An identical copy of the records below is the expected result.
┏━━
//! # Styles and Theme
//!
//! Drawing styles passed to the canvas and the report theme derived from the
//! template (primary/secondary colors, font family, base font size).
//!
//! Template colors are user-entered hex strings. An unparseable value falls
//! back to the default theme color with a warning instead of failing the run.

use serde::{Deserialize, Serialize};

use crate::font::FontFamily;

/// RGB color with components in 0.0..=1.0.
#[derive(Debug, Clone, Copy, PartialEq, Serialize, Deserialize)]
pub struct Color {
    pub r: f64,
    pub g: f64,
    pub b: f64,
}

impl Color {
    pub const BLACK: Color = Color {
        r: 0.0,
        g: 0.0,
        b: 0.0,
    };
    pub const WHITE: Color = Color {
        r: 1.0,
        g: 1.0,
        b: 1.0,
    };

    // Severity and outcome palette
    pub const RED: Color = Color {
        r: 0.863,
        g: 0.149,
        b: 0.149,
    };
    pub const ORANGE: Color = Color {
        r: 0.918,
        g: 0.475,
        b: 0.047,
    };
    pub const AMBER: Color = Color {
        r: 0.851,
        g: 0.655,
        b: 0.059,
    };
    pub const GREEN: Color = Color {
        r: 0.086,
        g: 0.639,
        b: 0.290,
    };
    pub const GRAY: Color = Color {
        r: 0.420,
        g: 0.447,
        b: 0.502,
    };

    pub fn rgb(r: f64, g: f64, b: f64) -> Self {
        Self { r, g, b }
    }

    /// Parse `#rgb` or `#rrggbb`. Returns `None` for anything else.
    pub fn hex(hex: &str) -> Option<Self> {
        let hex = hex.trim().trim_start_matches('#');
        if !hex.chars().all(|c| c.is_ascii_hexdigit()) {
            return None;
        }
        let (r, g, b) = match hex.len() {
            3 => (
                u8::from_str_radix(&hex[0..1].repeat(2), 16).ok()?,
                u8::from_str_radix(&hex[1..2].repeat(2), 16).ok()?,
                u8::from_str_radix(&hex[2..3].repeat(2), 16).ok()?,
            ),
            6 => (
                u8::from_str_radix(&hex[0..2], 16).ok()?,
                u8::from_str_radix(&hex[2..4], 16).ok()?,
                u8::from_str_radix(&hex[4..6], 16).ok()?,
            ),
            _ => return None,
        };
        Some(Self::rgb(
            r as f64 / 255.0,
            g as f64 / 255.0,
            b as f64 / 255.0,
        ))
    }

    /// Parse a hex color, falling back to `default` with a warning.
    pub fn hex_or(hex: &str, default: Color) -> Self {
        match Self::hex(hex) {
            Some(c) => c,
            None => {
                log::warn!("Invalid color '{}', using default", hex);
                default
            }
        }
    }

    /// Blend towards white. `amount` 0.0 keeps the color, 1.0 gives white.
    pub fn lighten(&self, amount: f64) -> Self {
        let t = amount.clamp(0.0, 1.0);
        Self::rgb(
            self.r + (1.0 - self.r) * t,
            self.g + (1.0 - self.g) * t,
            self.b + (1.0 - self.b) * t,
        )
    }

    /// Relative luminance (sRGB approximation).
    pub fn luminance(&self) -> f64 {
        0.2126 * self.r + 0.7152 * self.g + 0.0722 * self.b
    }

    /// Black or white, whichever reads better on this background.
    pub fn contrasting_text(&self) -> Self {
        if self.luminance() > 0.55 {
            Color::BLACK
        } else {
            Color::WHITE
        }
    }
}

impl Default for Color {
    fn default() -> Self {
        Color::BLACK
    }
}

/// Style for a single run of text.
#[derive(Debug, Clone, PartialEq, Serialize, Deserialize)]
#[serde(rename_all = "camelCase")]
pub struct TextStyle {
    pub font_family: FontFamily,
    pub font_size: f64,
    pub bold: bool,
    pub color: Color,
}

impl TextStyle {
    /// Line height used for layout: 1.3 × font size.
    pub fn line_height(&self) -> f64 {
        self.font_size * 1.3
    }

    pub fn bold(mut self) -> Self {
        self.bold = true;
        self
    }

    pub fn sized(mut self, font_size: f64) -> Self {
        self.font_size = font_size;
        self
    }

    pub fn colored(mut self, color: Color) -> Self {
        self.color = color;
        self
    }
}

impl Default for TextStyle {
    fn default() -> Self {
        Self {
            font_family: FontFamily::Helvetica,
            font_size: 10.0,
            bold: false,
            color: Color::BLACK,
        }
    }
}

/// Fill and/or stroke for a rectangle. A zero-height rect with a stroke is a rule line.
#[derive(Debug, Clone, Default, PartialEq, Serialize, Deserialize)]
#[serde(rename_all = "camelCase")]
pub struct RectStyle {
    pub fill: Option<Color>,
    pub stroke: Option<Color>,
    pub stroke_width: f64,
}

impl RectStyle {
    pub fn filled(color: Color) -> Self {
        Self {
            fill: Some(color),
            stroke: None,
            stroke_width: 0.0,
        }
    }

    pub fn stroked(color: Color, width: f64) -> Self {
        Self {
            fill: None,
            stroke: Some(color),
            stroke_width: width,
        }
    }

    pub fn with_stroke(mut self, color: Color, width: f64) -> Self {
        self.stroke = Some(color);
        self.stroke_width = width;
        self
    }
}

/// Resolved visual theme for one generation run.
#[derive(Debug, Clone)]
pub struct Theme {
    pub primary: Color,
    pub secondary: Color,
    pub font_family: FontFamily,
    pub base_size: f64,
}

impl Theme {
    pub const DEFAULT_PRIMARY: Color = Color {
        r: 0.118,
        g: 0.251,
        b: 0.686,
    };
    pub const DEFAULT_SECONDARY: Color = Color {
        r: 0.392,
        g: 0.455,
        b: 0.545,
    };

    pub fn new(primary: &str, secondary: &str, font_family: &str, base_size: f64) -> Self {
        let base_size = if base_size.is_finite() && base_size >= 6.0 {
            base_size
        } else {
            log::warn!("Invalid base font size {}, using 10", base_size);
            10.0
        };
        Self {
            primary: Color::hex_or(primary, Self::DEFAULT_PRIMARY),
            secondary: Color::hex_or(secondary, Self::DEFAULT_SECONDARY),
            font_family: FontFamily::from_name(font_family),
            base_size,
        }
    }

    pub fn body(&self) -> TextStyle {
        TextStyle {
            font_family: self.font_family,
            font_size: self.base_size,
            bold: false,
            color: Color::BLACK,
        }
    }

    pub fn small(&self) -> TextStyle {
        self.body().sized((self.base_size - 2.0).max(6.0))
    }

    pub fn label(&self) -> TextStyle {
        self.body().bold()
    }

    pub fn heading(&self) -> TextStyle {
        self.body()
            .sized(self.base_size + 3.0)
            .bold()
            .colored(self.primary)
    }

    pub fn subheading(&self) -> TextStyle {
        self.body()
            .sized(self.base_size + 1.0)
            .bold()
            .colored(self.secondary)
    }
}

impl Default for Theme {
    fn default() -> Self {
        Self {
            primary: Self::DEFAULT_PRIMARY,
            secondary: Self::DEFAULT_SECONDARY,
            font_family: FontFamily::Helvetica,
            base_size: 10.0,
        }
    }
}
┗━━
#### [RESPONSE BOX]
//! # Styles and Theme
//!
//! Drawing styles passed to the canvas and the report theme derived from the
//! template (primary/secondary colors, font family, base font size).
//!
//! Template colors are user-entered hex strings. An unparseable value falls
//! back to the default theme color with a warning instead of failing the run.

use serde::{Deserialize, Serialize};

use crate::font::FontFamily;

/// RGB color with components in 0.0..=1.0.
#[derive(Debug, Clone, Copy, PartialEq, Serialize, Deserialize)]
pub struct Color {
    pub r: f64,
    pub g: f64,
    pub b: f64,
}

impl Color {
    pub const BLACK: Color = Color {
        r: 0.0,
        g: 0.0,
        b: 0.0,
    };
    pub const WHITE: Color = Color {
        r: 1.0,
        g: 1.0,
        b: 1.0,
    };

    // Severity and outcome palette
    pub const RED: Color = Color {
        r: 0.863,
        g: 0.149,
        b: 0.149,
    };
    pub const ORANGE: Color = Color {
        r: 0.918,
        g: 0.475,
        b: 0.047,
    };
    pub const AMBER: Color = Color {
        r: 0.851,
        g: 0.655,
        b: 0.059,
    };
    pub const GREEN: Color = Color {
        r: 0.086,
        g: 0.639,
        b: 0.290,
    };
    pub const GRAY: Color = Color {
        r: 0.420,
        g: 0.447,
        b: 0.502,
    };

    pub fn rgb(r: f64, g: f64, b: f64) -> Self {
        Self { r, g, b }
    }

    /// Parse `#rgb` or `#rrggbb`. Returns `None` for anything else.
    pub fn hex(hex: &str) -> Option<Self> {
        let hex = hex.trim().trim_start_matches('#');
        if !hex.chars().all(|c| c.is_ascii_hexdigit()) {
            return None;
        }
        let (r, g, b) = match hex.len() {
            3 => (
                u8::from_str_radix(&hex[0..1].repeat(2), 16).ok()?,
                u8::from_str_radix(&hex[1..2].repeat(2), 16).ok()?,
                u8::from_str_radix(&hex[2..3].repeat(2), 16).ok()?,
            ),
            6 => (
                u8::from_str_radix(&hex[0..2], 16).ok()?,
                u8::from_str_radix(&hex[2..4], 16).ok()?,
                u8::from_str_radix(&hex[4..6], 16).ok()?,
            ),
            _ => return None,
        };
        Some(Self::rgb(
            r as f64 / 255.0,
            g as f64 / 255.0,
            b as f64 / 255.0,
        ))
    }

    /// Parse a hex color, falling back to `default` with a warning.
    pub fn hex_or(hex: &str, default: Color) -> Self {
        match Self::hex(hex) {
            Some(c) => c,
            None => {
                log::warn!("Invalid color '{}', using default", hex);
                default
            }
        }
    }

    /// Blend towards white. `amount` 0.0 keeps the color, 1.0 gives white.
    pub fn lighten(&self, amount: f64) -> Self {
        let t = amount.clamp(0.0, 1.0);
        Self::rgb(
            self.r + (1.0 - self.r) * t,
            self.g + (1.0 - self.g) * t,
            self.b + (1.0 - self.b) * t,
        )
    }

    /// Relative luminance (sRGB approximation).
    pub fn luminance(&self) -> f64 {
        0.2126 * self.r + 0.7152 * self.g + 0.0722 * self.b
    }

    /// Black or white, whichever reads better on this background.
    pub fn contrasting_text(&self) -> Self {
        if self.luminance() > 0.55 {
            Color::BLACK
        } else {
            Color::WHITE
        }
    }
}

impl Default for Color {
    fn default() -> Self {
        Color::BLACK
    }
}

/// Style for a single run of text.
#[derive(Debug, Clone, PartialEq, Serialize, Deserialize)]
#[serde(rename_all = "camelCase")]
pub struct TextStyle {
    pub font_family: FontFamily,
    pub font_size: f64,
    pub bold: bool,
    pub color: Color,
}

impl TextStyle {
    /// Line height used for layout: 1.3 × font size.
    pub fn line_height(&self) -> f64 {
        self.font_size * 1.3
    }

    pub fn bold(mut self) -> Self {
        self.bold = true;
        self
    }

    pub fn sized(mut self, font_size: f64) -> Self {
        self.font_size = font_size;
        self
    }

    pub fn colored(mut self, color: Color) -> Self {
        self.color = color;
        self
    }
}

impl Default for TextStyle {
    fn default() -> Self {
        Self {
            font_family: FontFamily::Helvetica,
            font_size: 10.0,
            bold: false,
            color: Color::BLACK,
        }
    }
}

/// Fill and/or stroke for a rectangle. A zero-height rect with a stroke is a rule line.
#[derive(Debug, Clone, Default, PartialEq, Serialize, Deserialize)]
#[serde(rename_all = "camelCase")]
pub struct RectStyle {
    pub fill: Option<Color>,
    pub stroke: Option<Color>,
    pub stroke_width: f64,
}

impl RectStyle {
    pub fn filled(color: Color) -> Self {
        Self {
            fill: Some(color),
            stroke: None,
            stroke_width: 0.0,
        }
    }

    pub fn stroked(color: Color, width: f64) -> Self {
        Self {
            fill: None,
            stroke: Some(color),
            stroke_width: width,
        }
    }

    pub fn with_stroke(mut self, color: Color, width: f64) -> Self {
        self.stroke = Some(color);
        self.stroke_width = width;
        self
    }
}

/// Resolved visual theme for one generation run.
#[derive(Debug, Clone)]
pub struct Theme {
    pub primary: Color,
    pub secondary: Color,
    pub font_family: FontFamily,
    pub base_size: f64,
}

impl Theme {
    pub const DEFAULT_PRIMARY: Color = Color {
        r: 0.118,
        g: 0.251,
        b: 0.686,
    };
    pub const DEFAULT_SECONDARY: Color = Color {
        r: 0.392,
        g: 0.455,
        b: 0.545,
    };

    pub fn new(primary: &str, secondary: &str, font_family: &str, base_size: f64) -> Self {
        let base_size = if base_size.is_finite() && base_size >= 6.0 {
            base_size
        } else {
            log::warn!("Invalid base font size {}, using 10", base_size);
            10.0
        };
        Self {
            primary: Color::hex_or(primary, Self::DEFAULT_PRIMARY),
            secondary: Color::hex_or(secondary, Self::DEFAULT_SECONDARY),
            font_family: FontFamily::from_name(font_family),
            base_size,
        }
    }

    pub fn body(&self) -> TextStyle {
        TextStyle {
            font_family: self.font_family,
            font_size: self.base_size,
            bold: false,
            color: Color::BLACK,
        }
    }

    pub fn small(&self) -> TextStyle {
        self.body().sized((self.base_size - 2.0).max(6.0))
    }

    pub fn label(&self) -> TextStyle {
        self.body().bold()
    }

    pub fn heading(&self) -> TextStyle {
        self.body()
            .sized(self.base_size + 3.0)
            .bold()
            .colored(self.primary)
    }

    pub fn subheading(&self) -> TextStyle {
        self.body()
            .sized(self.base_size + 1.0)
            .bold()
            .colored(self.secondary)
    }
}

impl Default for Theme {
    fn default() -> Self {
        Self {
            primary: Self::DEFAULT_PRIMARY,
            secondary: Self::DEFAULT_SECONDARY,
            font_family: FontFamily::Helvetica,
            base_size: 10.0,
        }
    }
}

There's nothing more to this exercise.